Mobile phones have been shaped by a half-century of innovation, from the brick-sized handsets popular with stockbrokers of yesteryear to the extremely powerful computers that reside in all of our pockets today.

A timeline of how we got here:

On April 3, 1973, a Motorola engineer uses a portable phone called a DynaTAC to place the first call.

From Sixth Avenue in New York, Martin Cooper contacts Joel Engel, a rival who works for Bell Labs. The first cell phone, however, doesn't hit the market for another 10 years. Motorola’s DynaTAC 8000X goes on sale in the United States in 1983 for a sizable $3,995. It is known as the "brick," as it is 33 cm in length and just under a kilogram in weight.

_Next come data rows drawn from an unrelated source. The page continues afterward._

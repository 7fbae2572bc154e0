//! Key layout for the `jobs` partition: `job:{job_id}` -> JobSnapshot (JSON)

const JOB_PREFIX: &str = "job:";

pub fn encode_job_key(job_id: &str) -> Vec<u8> {
    format!("{JOB_PREFIX}{job_id}").into_bytes()
}

pub fn decode_job_key(key: &[u8]) -> Option<String> {
    std::str::from_utf8(key)
        .ok()?
        .strip_prefix(JOB_PREFIX)
        .map(String::from)
}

On December 3, 1992, Richard Jarvis, a Vodafone employee, receives the first ever text message. "Merry Christmas" is sent to him by his machine. The message would eventually trade as an NFT at auction for $150,000 in 2021. The Finnish company Nokia launches a series of technological advancements that stretch the limits of mobile. "Snake," its 6110 gaming model smartphone, is unveiled to the general public in 1997. The 3210 introduces predictive writing to the world the same year, and the 7110 becomes the first phone to use wireless networks for surfing. The affordable, durable 1100 model from Nokia is released in 2003 with a focus on poor nations and becomes the best-selling phone in history, selling some 250 million devices.

Japan is the first nation to use a 3G mobile network in 2001, enabling high-speed internet connectivity. It follows closely behind other Japanese telecommunications inventions.

The Sharp SH04, the first phone with a built-in back camera, debuts a year after the Kyocera VP-210, the first with video calling features.

When introducing the iPhone to a cheering audience in 2007, Steve Jobs declares, "Today, Apple is going to reinvent the phone."

He promises a single device that will combine an iPod, a mobile phone and an "internet communicator" and sell for $499 to $599. In 2008, the App Store is unveiled. The first smartphone with Google's Android operating system, the HTC Dream, is launched that same year.

Inaugurating in 2009, WhatsApp is soon followed by various other messenger services and applications like Signal, WeChat, Telegram and Viber.

In 2012, these applications, which rely on the internet rather than conventional networks, surpassed SMS in popularity. The first metropolis to provide users with extremely fast 4G coverage is Stockholm.

When Siri debuts in 2011, users of Apple's iPhone 4S are now able to ask their phone to send messages, make calls, schedule meetings and even perform web searches.

In the years that follow, Google and Amazon compete with their respective creations of rival speech assistants. When Shigetaka Kurita's tiny faces, which he first drew in 1999, are eventually added to the iPhone's character collection, "emoji" fever sweeps the globe.

South Korea is the first nation to offer 5G service on April 5, 2019, with a guarantee of even faster navigation. The Galaxy Fold and Huawei's Mate X devices are released by Samsung and Samsung's Chinese rival Huawei in that same year.

…and where we stand today:

The modern issue with cell phones is that users spend too much time staring at them — too much time consumed by them. At least, that's what is claimed by the man who created them fifty years ago.

According to Martin Cooper, the American engineer known as the "Father of the Cell Phone," these handy little gadgets we all carry around in our pockets have almost limitless potential and may one day even aid in the treatment of illness. However, we might all be a little obsessed right now.

"I am devastated when I see somebody crossing the street and looking at their cell phone. They are out of their minds," the 94-year-old told AFP from his office in Del Mar, California. "But after a few people get run over by cars, they'll figure it out," he joked.

Cooper switches effortlessly between YouTube, his email, photos, and the controls for his hearing aid while using an Apple Watch and a high-end iPhone. Every time a new model is released, he enthusiastically reviews it. It is a welcome yet careful evaluation. And he acknowledges that with millions of apps accessible, it can sometimes feel overwhelming.